- O mercado brasileiro pode ter apagão de operações entre 20 e 24 de abril por feriados de Tiradentes (21) e São Jorge (23), paralisando as principais praças de negociação.
- A B3 ficará fechada na terça-feira, 21, e a folga no Rio de Janeiro contribui para uma semana curta com poucos indicadores locais.
- Fatores externos que podem influenciar preços: negociações entre EUA e Irã, sabatina de Kevin Warsh no Senado dos EUA e adesão de estados à subvenção ao diesel.
- A visita de Lula à Europa e possível anúncio de medidas de renegociação de dívidas também podem impactar o cenário, enquanto o petróleo alto ajuda exportadores mas aumenta custos.
- As eleições de outubro, as diferenças entre Lula e Bolsonaro na condução econômica e a rotação de capital estrangeiro geram incertezas, sem garantia de novos fluxos para a bolsa.
O mercado brasileiro pode sofrer um apagão de operações entre 20 e 24 de abril, devido aos feriados de Tiradentes (21) e de São Jorge (23). Isso deve paralisar as principais praças de negociação e reduzir a circulação de negócios. A janela enfraquece indicadores locais.
A pausa afeta estatísticas de varejo, serviços e preços, elevando a percepção de risco entre investidores. A agenda econômica fica vazia, o que aumenta a dependência de fatores externos para orientar os preços de ativos. Não há confirmação de perdas, apenas menor liquidez.
Entre os fatores que podem influenciar o cenário, destacam-se negociações entre EUA e Irã, a sabatina de um indicado ao Federal Reserve no Senado dos EUA e a adesão de governos estaduais a subsídios ao diesel importado pelo Brasil. Esses movimentos podem mexer curvas de juros e câmbio.

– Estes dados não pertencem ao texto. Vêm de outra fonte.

//! Event types for the Launchpad SDK.
//!
//! Provides the raw event record returned by the chain event API and the
//! classified token-factory events delivered to webhook subscribers.

use std::fmt;
use std::str::FromStr;

use serde::{Deserialize, Serialize};
use serde_json::Value;

use super::primitives::Amount;
use crate::error::SdkError;

/// Kind of a webhook event.
#[derive(Debug, Clone, Copy, PartialEq, Eq, Hash, Serialize, Deserialize)]
#[serde(rename_all = "SCREAMING_SNAKE_CASE")]
pub enum EventKind {
    /// Holder burned their own tokens.
    BurnSelf,
    /// Admin burned tokens from a holder.
    BurnAdmin,
    /// A new token was created by the factory.
    TokenCreated,
    /// Token metadata was set or updated.
    MetadataUpdated,
}

impl EventKind {
    /// All event kinds, in declaration order.
    pub const ALL: [Self; 4] = [
        Self::BurnSelf,
        Self::BurnAdmin,
        Self::TokenCreated,
        Self::MetadataUpdated,
    ];

    /// Returns the wire name used in payloads and the `X-Webhook-Event` header.
    #[must_use]
    pub const fn as_str(&self) -> &'static str {
        match self {
            Self::BurnSelf => "BURN_SELF",
            Self::BurnAdmin => "BURN_ADMIN",
            Self::TokenCreated => "TOKEN_CREATED",
            Self::MetadataUpdated => "METADATA_UPDATED",
        }
    }

    /// Returns true for either burn kind.
    #[must_use]
    pub const fn is_burn(&self) -> bool {
        matches!(self, Self::BurnSelf | Self::BurnAdmin)
    }
}

impl fmt::Display for EventKind {
    fn fmt(&self, f: &mut fmt::Formatter<'_>) -> fmt::Result {
        f.write_str(self.as_str())
    }
}

impl FromStr for EventKind {
    type Err = SdkError;

    fn from_str(s: &str) -> Result<Self, Self::Err> {
        Self::ALL
            .into_iter()
            .find(|kind| kind.as_str().eq_ignore_ascii_case(s))
            .ok_or_else(|| SdkError::UnknownEventKind(s.to_string()))
    }
}

/// An event record as returned by the chain event API.
///
/// `topic` and `value` are decoded native values: the first topic entry is
/// the event name, the remaining entries are qualifiers such as the token.
#[derive(Debug, Clone, PartialEq, Serialize, Deserialize)]
#[serde(rename_all = "camelCase")]
pub struct RawEvent {
    /// Event ID.
    #[serde(default)]
    pub id: String,

    /// Opaque pagination token, usable as the next cursor.
    #[serde(alias = "paging_token")]
    pub paging_token: String,

    /// Ledger sequence the event was emitted in.
    #[serde(default)]
    pub ledger: u64,

    /// Ledger close time, if reported.
    #[serde(default, alias = "ledger_closed_at", skip_serializing_if = "Option::is_none")]
    pub ledger_closed_at: Option<String>,

    /// Emitting contract ID.
    #[serde(default, alias = "contract_id")]
    pub contract_id: String,

    /// Transaction hash.
    #[serde(default, alias = "tx_hash")]
    pub tx_hash: String,

    /// Topic array (event name plus qualifiers).
    #[serde(default)]
    pub topic: Vec<Value>,

    /// Event value blob.
    #[serde(default)]
    pub value: Value,
}

impl RawEvent {
    /// Returns the event name from the first topic entry.
    ///
    /// Accepts a plain string or a `{"symbol": "..."}` object.
    #[must_use]
    pub fn topic_name(&self) -> Option<&str> {
        let first = self.topic.first()?;
        first
            .as_str()
            .or_else(|| first.get("symbol").and_then(Value::as_str))
    }
}

/// A burn of token supply.
#[derive(Debug, Clone, PartialEq, Eq, Serialize, Deserialize)]
#[serde(rename_all = "camelCase")]
pub struct BurnEvent {
    /// Token contract address.
    pub token_address: String,
    /// Transaction hash.
    pub tx_hash: String,
    /// Ledger sequence.
    pub ledger: u64,
    /// Holder whose balance was burned.
    pub from: String,
    /// Amount burned.
    pub amount: Amount,
    /// Account that performed the burn.
    pub burner: String,
    /// Factory index of the token, when the contract names it by index.
    #[serde(default, skip_serializing_if = "Option::is_none")]
    pub token_index: Option<u32>,
}

/// Creation of a new token by the factory.
#[derive(Debug, Clone, PartialEq, Eq, Serialize, Deserialize)]
#[serde(rename_all = "camelCase")]
pub struct TokenCreatedEvent {
    /// Token contract address.
    pub token_address: String,
    /// Transaction hash.
    pub tx_hash: String,
    /// Ledger sequence.
    pub ledger: u64,
    /// Creator address.
    pub creator: String,
    /// Token name.
    pub name: String,
    /// Token symbol.
    pub symbol: String,
    /// Decimal places.
    pub decimals: u32,
    /// Initial supply.
    pub initial_supply: Amount,
}

/// Update of a token's metadata URI.
#[derive(Debug, Clone, PartialEq, Eq, Serialize, Deserialize)]
#[serde(rename_all = "camelCase")]
pub struct MetadataUpdatedEvent {
    /// Token contract address.
    pub token_address: String,
    /// Transaction hash.
    pub tx_hash: String,
    /// Ledger sequence.
    pub ledger: u64,
    /// New metadata URI.
    pub metadata_uri: String,
    /// Account that updated the metadata.
    pub updated_by: String,
}

/// A classified token-factory event.
#[derive(Debug, Clone, PartialEq, Eq, Serialize, Deserialize)]
#[serde(tag = "event", content = "data", rename_all = "SCREAMING_SNAKE_CASE")]
pub enum DomainEvent {
    /// Holder burned their own tokens.
    BurnSelf(BurnEvent),
    /// Admin burned tokens from a holder.
    BurnAdmin(BurnEvent),
    /// A token was created.
    TokenCreated(TokenCreatedEvent),
    /// Token metadata was updated.
    MetadataUpdated(MetadataUpdatedEvent),
}

impl DomainEvent {
    /// Returns the event kind.
    #[must_use]
    pub const fn kind(&self) -> EventKind {
        match self {
            Self::BurnSelf(_) => EventKind::BurnSelf,
            Self::BurnAdmin(_) => EventKind::BurnAdmin,
            Self::TokenCreated(_) => EventKind::TokenCreated,
            Self::MetadataUpdated(_) => EventKind::MetadataUpdated,
        }
    }

    /// Returns the token address.
    #[must_use]
    pub fn token_address(&self) -> &str {
        match self {
            Self::BurnSelf(e) | Self::BurnAdmin(e) => &e.token_address,
            Self::TokenCreated(e) => &e.token_address,
            Self::MetadataUpdated(e) => &e.token_address,
        }
    }

    /// Returns the transaction hash.
    #[must_use]
    pub fn tx_hash(&self) -> &str {
        match self {
            Self::BurnSelf(e) | Self::BurnAdmin(e) => &e.tx_hash,
            Self::TokenCreated(e) => &e.tx_hash,
            Self::MetadataUpdated(e) => &e.tx_hash,
        }
    }

    /// Returns the ledger sequence.
    #[must_use]
    pub const fn ledger(&self) -> u64 {
        match self {
            Self::BurnSelf(e) | Self::BurnAdmin(e) => e.ledger,
            Self::TokenCreated(e) => e.ledger,
            Self::MetadataUpdated(e) => e.ledger,
        }
    }

    /// Returns the kind-specific fields as a JSON value.
    ///
    /// # Errors
    ///
    /// Returns `SdkError::Serialization` if the event cannot be serialized.
    pub fn data(&self) -> Result<Value, SdkError> {
        let value = match self {
            Self::BurnSelf(e) | Self::BurnAdmin(e) => serde_json::to_value(e),
            Self::TokenCreated(e) => serde_json::to_value(e),
            Self::MetadataUpdated(e) => serde_json::to_value(e),
        };
        value.map_err(|e| SdkError::Serialization(e.to_string()))
    }
}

A visita do presidente Lula à Europa sinaliza eventos políticos e comerciais, com encontros com empresários e autoridades. A agenda inclui temas como minerais críticos, energia, infraestrutura e acordos diplomáticos, que podem repercutir em ativos ligados ao Brasil.
Petróleo em alta favorece o Brasil como exportador, mas traz fragilidades. Especialistas apontam maior custo de insumos no curto prazo e pressão inflacionária, o que pode impactar custos de produção e decisões de investimento. A dependência de fertilizantes é citada como risco.
As eleições de outubro adicionam incerteza para o mercado. As propostas e reformas fiscais de Lula versus críticas de oponentes influenciam o apetite de investidores por ativos de risco. A rotação de capital externo na bolsa não garante novos fluxos estáveis.
A bolsa brasileira ficará fechada na terça-feira, 21, por feriado local, com a cidade do Rio de Janeiro mantendo atividades reduzidas. A semana será curta e sem grandes indicadores locais, aumentando a atenção a fatores externos.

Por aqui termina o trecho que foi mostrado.